▶ _Instructions for the task_
Write only the number of lines in the data that contain the word "extension".

▶ _Data in this exercise_
-*-

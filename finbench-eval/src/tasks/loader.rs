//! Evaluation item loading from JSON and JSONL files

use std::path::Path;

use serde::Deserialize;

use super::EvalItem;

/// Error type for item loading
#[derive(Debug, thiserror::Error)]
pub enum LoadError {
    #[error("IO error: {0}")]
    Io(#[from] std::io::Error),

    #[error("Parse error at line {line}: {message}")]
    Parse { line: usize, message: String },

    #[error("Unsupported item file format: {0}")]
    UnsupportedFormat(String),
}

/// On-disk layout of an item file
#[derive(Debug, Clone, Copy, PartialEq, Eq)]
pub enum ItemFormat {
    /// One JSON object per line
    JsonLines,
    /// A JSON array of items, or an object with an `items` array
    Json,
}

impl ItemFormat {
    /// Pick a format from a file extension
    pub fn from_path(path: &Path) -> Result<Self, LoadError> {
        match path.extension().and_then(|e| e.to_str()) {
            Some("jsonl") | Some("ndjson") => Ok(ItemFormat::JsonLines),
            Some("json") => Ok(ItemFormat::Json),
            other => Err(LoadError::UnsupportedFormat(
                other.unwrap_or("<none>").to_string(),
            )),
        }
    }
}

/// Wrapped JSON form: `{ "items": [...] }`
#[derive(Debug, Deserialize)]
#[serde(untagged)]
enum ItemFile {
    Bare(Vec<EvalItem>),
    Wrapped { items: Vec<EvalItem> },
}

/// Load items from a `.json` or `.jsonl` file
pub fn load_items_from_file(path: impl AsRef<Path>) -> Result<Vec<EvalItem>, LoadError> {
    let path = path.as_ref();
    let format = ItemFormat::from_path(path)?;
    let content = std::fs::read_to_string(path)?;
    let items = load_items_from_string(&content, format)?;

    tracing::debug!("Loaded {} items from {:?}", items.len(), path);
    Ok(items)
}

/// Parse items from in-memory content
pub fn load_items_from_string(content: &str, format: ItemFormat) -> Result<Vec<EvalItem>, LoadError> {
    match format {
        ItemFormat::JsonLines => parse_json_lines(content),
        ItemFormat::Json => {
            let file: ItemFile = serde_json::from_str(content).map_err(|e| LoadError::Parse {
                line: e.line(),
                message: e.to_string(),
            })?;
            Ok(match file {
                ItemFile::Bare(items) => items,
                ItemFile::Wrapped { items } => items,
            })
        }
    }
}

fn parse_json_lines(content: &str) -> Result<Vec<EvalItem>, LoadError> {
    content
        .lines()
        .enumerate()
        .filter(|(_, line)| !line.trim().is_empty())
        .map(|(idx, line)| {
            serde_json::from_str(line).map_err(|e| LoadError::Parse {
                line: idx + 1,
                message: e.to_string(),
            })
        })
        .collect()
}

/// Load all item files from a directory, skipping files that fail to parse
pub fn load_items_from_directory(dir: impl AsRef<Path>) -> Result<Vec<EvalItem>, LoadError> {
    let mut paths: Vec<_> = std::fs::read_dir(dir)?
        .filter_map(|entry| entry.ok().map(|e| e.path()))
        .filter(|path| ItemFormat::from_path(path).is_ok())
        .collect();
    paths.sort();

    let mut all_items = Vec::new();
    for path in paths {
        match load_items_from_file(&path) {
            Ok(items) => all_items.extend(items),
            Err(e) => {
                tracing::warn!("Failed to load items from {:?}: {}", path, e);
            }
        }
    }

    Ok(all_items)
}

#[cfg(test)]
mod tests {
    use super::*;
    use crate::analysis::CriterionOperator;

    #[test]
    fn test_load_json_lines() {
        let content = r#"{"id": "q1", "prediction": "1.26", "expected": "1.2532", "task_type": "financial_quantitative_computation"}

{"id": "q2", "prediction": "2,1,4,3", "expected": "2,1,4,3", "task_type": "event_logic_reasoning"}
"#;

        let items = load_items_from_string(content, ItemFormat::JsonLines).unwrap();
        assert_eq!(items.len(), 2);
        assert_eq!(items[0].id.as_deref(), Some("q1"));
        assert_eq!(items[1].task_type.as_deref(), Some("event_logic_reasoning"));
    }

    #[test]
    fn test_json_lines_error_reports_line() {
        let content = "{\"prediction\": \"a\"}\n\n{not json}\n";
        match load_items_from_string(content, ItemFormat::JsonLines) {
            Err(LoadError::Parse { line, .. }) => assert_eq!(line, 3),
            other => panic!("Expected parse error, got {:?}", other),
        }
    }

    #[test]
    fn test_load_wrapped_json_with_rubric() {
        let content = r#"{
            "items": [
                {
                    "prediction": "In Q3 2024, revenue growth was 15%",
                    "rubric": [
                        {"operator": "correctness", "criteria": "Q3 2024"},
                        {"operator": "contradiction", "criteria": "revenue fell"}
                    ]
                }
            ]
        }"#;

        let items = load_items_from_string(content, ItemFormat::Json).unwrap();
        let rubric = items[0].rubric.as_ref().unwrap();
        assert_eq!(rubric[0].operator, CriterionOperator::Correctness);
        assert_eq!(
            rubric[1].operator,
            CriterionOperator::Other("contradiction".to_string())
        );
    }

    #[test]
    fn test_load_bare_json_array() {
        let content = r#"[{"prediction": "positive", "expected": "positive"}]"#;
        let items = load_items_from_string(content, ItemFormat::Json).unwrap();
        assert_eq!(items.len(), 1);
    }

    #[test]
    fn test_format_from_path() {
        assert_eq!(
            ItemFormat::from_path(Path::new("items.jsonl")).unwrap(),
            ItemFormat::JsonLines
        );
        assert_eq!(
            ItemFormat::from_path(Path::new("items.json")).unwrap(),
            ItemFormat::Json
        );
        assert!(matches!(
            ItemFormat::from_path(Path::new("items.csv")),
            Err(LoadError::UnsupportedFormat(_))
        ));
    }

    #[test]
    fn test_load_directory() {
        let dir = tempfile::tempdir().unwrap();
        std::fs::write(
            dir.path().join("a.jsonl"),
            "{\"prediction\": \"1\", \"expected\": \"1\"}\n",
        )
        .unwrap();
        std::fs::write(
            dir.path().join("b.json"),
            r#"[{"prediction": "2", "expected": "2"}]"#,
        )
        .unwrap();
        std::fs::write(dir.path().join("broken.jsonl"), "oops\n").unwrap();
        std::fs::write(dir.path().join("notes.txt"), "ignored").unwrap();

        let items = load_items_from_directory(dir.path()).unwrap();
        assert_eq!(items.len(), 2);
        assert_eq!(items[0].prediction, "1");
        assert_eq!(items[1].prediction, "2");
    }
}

-*-

▶ _Exercise result_
2